Given data:
+++

//! Keyword endpoints: metrics, SERP, SERP history and related keywords.

use serde_json::Value;
use seozoom_core::Error;

use super::response::usage_field;
use super::{Resource, SeoZoomClient};

/// Limit sent by [`SeoZoomClient::keyword_related`] when none is given.
pub const RELATED_DEFAULT_LIMIT: u32 = 50;

impl SeoZoomClient {
    /// Search volume, KD, CPC, intent and monthly trend for up to 100 keywords.
    pub async fn keyword_metrics<S: AsRef<str>>(&self, keywords: &[S], db: Option<&str>) -> Result<Value, Error> {
        let req = self.request(Resource::Keywords, "metrics", db)?.list_param("keyword", keywords);
        self.execute(req).await
    }

    /// Current organic SERP (up to 50 results) for up to 100 keywords.
    pub async fn keyword_serp<S: AsRef<str>>(&self, keywords: &[S], db: Option<&str>) -> Result<Value, Error> {
        let req = self.request(Resource::Keywords, "serp", db)?.list_param("keyword", keywords);
        self.execute(req).await
    }

    /// SERP snapshot for one keyword on a past date (`yyyy-MM-dd`).
    pub async fn keyword_serp_history(&self, keyword: &str, date: &str, db: Option<&str>) -> Result<Value, Error> {
        let req = self
            .request(Resource::Keywords, "serphistory", db)?
            .param("keyword", keyword)
            .param("date", date);
        self.execute(req).await
    }

    /// Related keywords with volume and SERP affinity.
    ///
    /// Sends `limit=50` when `limit` is `None`.
    pub async fn keyword_related(&self, keyword: &str, db: Option<&str>, limit: Option<u32>) -> Result<Value, Error> {
        let req = self
            .request(Resource::Keywords, "related", db)?
            .param("keyword", keyword)
            .param("limit", limit.unwrap_or(RELATED_DEFAULT_LIMIT));
        self.execute(req).await
    }

    /// Remaining API units, read from a trial keyword-metrics call.
    ///
    /// The trial call itself is billed. Yields `?` when the response carries
    /// no `UnitsRemaining`.
    pub async fn remaining_units(&self) -> Result<String, Error> {
        let data = self.keyword_metrics(&["test"], None).await?;
        Ok(usage_field(&data, "UnitsRemaining"))
    }
}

+++

Task requirements: Sift through the material above and copy each line that holds "Value".

Exercise answer:
use serde_json::Value;
    pub async fn keyword_metrics<S: AsRef<str>>(&self, keywords: &[S], db: Option<&str>) -> Result<Value, Error> {
    pub async fn keyword_serp<S: AsRef<str>>(&self, keywords: &[S], db: Option<&str>) -> Result<Value, Error> {
    pub async fn keyword_serp_history(&self, keyword: &str, date: &str, db: Option<&str>) -> Result<Value, Error> {
    pub async fn keyword_related(&self, keyword: &str, db: Option<&str>, limit: Option<u32>) -> Result<Value, Error> {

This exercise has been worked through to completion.